(Source data)

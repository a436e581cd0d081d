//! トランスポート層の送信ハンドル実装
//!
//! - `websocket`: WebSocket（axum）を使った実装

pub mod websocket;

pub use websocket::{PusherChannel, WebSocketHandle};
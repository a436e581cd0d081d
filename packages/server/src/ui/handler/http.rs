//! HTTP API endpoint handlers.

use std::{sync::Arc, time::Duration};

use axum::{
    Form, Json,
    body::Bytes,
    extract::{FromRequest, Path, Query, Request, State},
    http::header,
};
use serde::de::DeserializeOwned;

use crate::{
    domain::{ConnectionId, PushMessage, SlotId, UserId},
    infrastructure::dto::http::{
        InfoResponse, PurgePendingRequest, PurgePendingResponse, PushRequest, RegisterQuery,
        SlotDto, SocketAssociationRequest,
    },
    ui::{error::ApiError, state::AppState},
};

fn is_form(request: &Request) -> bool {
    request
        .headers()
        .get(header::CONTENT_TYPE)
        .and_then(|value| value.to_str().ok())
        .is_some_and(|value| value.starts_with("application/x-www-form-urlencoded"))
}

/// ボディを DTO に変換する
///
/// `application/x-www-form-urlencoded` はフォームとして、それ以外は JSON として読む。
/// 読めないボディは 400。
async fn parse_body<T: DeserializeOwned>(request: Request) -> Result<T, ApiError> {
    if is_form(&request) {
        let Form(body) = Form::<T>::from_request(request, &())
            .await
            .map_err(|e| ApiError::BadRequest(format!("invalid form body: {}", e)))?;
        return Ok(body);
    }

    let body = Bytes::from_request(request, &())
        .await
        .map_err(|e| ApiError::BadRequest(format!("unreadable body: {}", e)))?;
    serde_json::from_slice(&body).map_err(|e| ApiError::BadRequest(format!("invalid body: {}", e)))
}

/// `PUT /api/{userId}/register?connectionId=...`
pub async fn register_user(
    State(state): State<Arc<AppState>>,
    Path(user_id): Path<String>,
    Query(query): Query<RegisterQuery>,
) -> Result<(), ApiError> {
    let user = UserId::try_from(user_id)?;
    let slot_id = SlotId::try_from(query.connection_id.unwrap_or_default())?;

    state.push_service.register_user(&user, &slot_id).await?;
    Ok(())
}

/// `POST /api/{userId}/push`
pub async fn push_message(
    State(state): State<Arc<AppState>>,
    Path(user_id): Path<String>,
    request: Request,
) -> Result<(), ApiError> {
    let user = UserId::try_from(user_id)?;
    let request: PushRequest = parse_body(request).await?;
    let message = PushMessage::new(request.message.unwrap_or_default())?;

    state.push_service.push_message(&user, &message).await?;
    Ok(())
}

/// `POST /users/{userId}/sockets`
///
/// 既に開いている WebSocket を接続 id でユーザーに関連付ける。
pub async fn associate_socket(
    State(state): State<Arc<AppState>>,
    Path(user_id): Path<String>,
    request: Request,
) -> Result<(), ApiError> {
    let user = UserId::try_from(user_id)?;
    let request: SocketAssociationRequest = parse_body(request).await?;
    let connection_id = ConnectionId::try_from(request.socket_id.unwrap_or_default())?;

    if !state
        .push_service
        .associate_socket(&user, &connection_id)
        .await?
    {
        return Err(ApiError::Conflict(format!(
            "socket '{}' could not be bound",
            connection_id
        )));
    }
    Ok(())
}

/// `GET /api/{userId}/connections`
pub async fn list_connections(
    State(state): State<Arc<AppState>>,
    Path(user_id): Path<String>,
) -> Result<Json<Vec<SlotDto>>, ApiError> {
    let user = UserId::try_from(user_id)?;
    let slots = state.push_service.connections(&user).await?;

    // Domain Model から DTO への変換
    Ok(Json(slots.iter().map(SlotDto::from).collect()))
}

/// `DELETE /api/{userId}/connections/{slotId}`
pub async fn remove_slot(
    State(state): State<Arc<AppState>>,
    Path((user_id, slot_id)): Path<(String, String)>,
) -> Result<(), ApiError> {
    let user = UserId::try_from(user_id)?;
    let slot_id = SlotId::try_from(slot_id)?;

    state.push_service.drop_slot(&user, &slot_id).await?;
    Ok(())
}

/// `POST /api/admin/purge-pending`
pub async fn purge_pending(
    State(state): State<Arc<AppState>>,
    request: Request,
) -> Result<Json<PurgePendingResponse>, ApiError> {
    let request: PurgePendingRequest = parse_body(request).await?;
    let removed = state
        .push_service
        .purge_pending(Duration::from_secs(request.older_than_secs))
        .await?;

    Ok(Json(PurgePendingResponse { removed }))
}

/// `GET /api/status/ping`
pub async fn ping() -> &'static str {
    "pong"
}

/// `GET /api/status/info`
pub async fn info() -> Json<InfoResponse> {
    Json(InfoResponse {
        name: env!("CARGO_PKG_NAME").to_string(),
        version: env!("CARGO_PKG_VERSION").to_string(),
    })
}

(End Source data)
(Source data)

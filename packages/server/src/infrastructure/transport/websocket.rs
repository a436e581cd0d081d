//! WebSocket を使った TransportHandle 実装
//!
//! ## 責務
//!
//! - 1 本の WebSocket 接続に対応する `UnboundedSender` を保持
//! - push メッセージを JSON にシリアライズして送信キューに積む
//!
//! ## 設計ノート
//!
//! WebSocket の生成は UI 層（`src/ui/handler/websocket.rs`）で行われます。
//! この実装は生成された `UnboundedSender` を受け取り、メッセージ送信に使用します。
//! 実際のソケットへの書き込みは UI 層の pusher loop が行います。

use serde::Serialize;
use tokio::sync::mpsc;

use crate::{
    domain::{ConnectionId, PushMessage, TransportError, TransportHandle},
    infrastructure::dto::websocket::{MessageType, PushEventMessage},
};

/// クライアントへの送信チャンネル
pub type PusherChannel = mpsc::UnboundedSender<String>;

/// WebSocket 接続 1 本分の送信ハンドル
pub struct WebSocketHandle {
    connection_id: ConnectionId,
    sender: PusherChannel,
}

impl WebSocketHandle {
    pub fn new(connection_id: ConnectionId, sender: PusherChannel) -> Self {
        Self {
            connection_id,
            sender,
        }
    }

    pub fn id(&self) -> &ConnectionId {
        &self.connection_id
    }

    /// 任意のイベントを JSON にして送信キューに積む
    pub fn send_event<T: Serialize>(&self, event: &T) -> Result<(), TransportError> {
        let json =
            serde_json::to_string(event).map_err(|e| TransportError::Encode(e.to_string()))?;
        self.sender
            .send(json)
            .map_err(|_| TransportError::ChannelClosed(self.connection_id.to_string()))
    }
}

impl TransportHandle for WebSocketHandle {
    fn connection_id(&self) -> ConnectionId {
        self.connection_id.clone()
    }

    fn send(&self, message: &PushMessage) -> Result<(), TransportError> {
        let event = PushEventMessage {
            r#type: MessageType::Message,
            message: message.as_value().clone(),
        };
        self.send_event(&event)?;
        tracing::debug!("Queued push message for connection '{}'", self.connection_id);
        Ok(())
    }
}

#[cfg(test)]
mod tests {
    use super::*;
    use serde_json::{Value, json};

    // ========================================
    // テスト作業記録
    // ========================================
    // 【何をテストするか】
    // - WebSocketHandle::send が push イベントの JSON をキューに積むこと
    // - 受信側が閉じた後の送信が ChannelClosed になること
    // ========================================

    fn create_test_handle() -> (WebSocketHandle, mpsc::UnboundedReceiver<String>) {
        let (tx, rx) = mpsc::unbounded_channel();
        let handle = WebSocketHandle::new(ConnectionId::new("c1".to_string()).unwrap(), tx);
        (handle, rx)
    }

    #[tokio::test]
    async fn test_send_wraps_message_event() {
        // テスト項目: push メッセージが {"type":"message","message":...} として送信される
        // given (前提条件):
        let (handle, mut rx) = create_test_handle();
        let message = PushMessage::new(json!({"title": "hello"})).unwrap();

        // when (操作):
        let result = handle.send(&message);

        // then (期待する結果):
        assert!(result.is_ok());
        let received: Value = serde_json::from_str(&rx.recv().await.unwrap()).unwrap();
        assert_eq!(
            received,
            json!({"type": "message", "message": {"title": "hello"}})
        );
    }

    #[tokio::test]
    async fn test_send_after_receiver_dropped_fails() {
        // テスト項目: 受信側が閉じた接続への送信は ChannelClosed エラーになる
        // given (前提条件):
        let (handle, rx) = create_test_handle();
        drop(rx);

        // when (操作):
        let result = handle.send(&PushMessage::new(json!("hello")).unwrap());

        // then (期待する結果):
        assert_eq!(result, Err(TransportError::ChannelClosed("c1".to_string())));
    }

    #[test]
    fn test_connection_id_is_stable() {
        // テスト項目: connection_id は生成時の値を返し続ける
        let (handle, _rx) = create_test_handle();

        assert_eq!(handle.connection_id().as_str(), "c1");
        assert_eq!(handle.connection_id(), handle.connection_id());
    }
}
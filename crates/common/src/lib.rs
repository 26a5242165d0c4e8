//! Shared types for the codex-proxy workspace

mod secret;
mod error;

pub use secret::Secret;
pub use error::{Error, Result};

(End Source data)

Problem details >> Read the material above and copy out each line holding "received".

Solution to this problem >>
        let received: Value = serde_json::from_str(&rx.recv().await.unwrap()).unwrap();
            received,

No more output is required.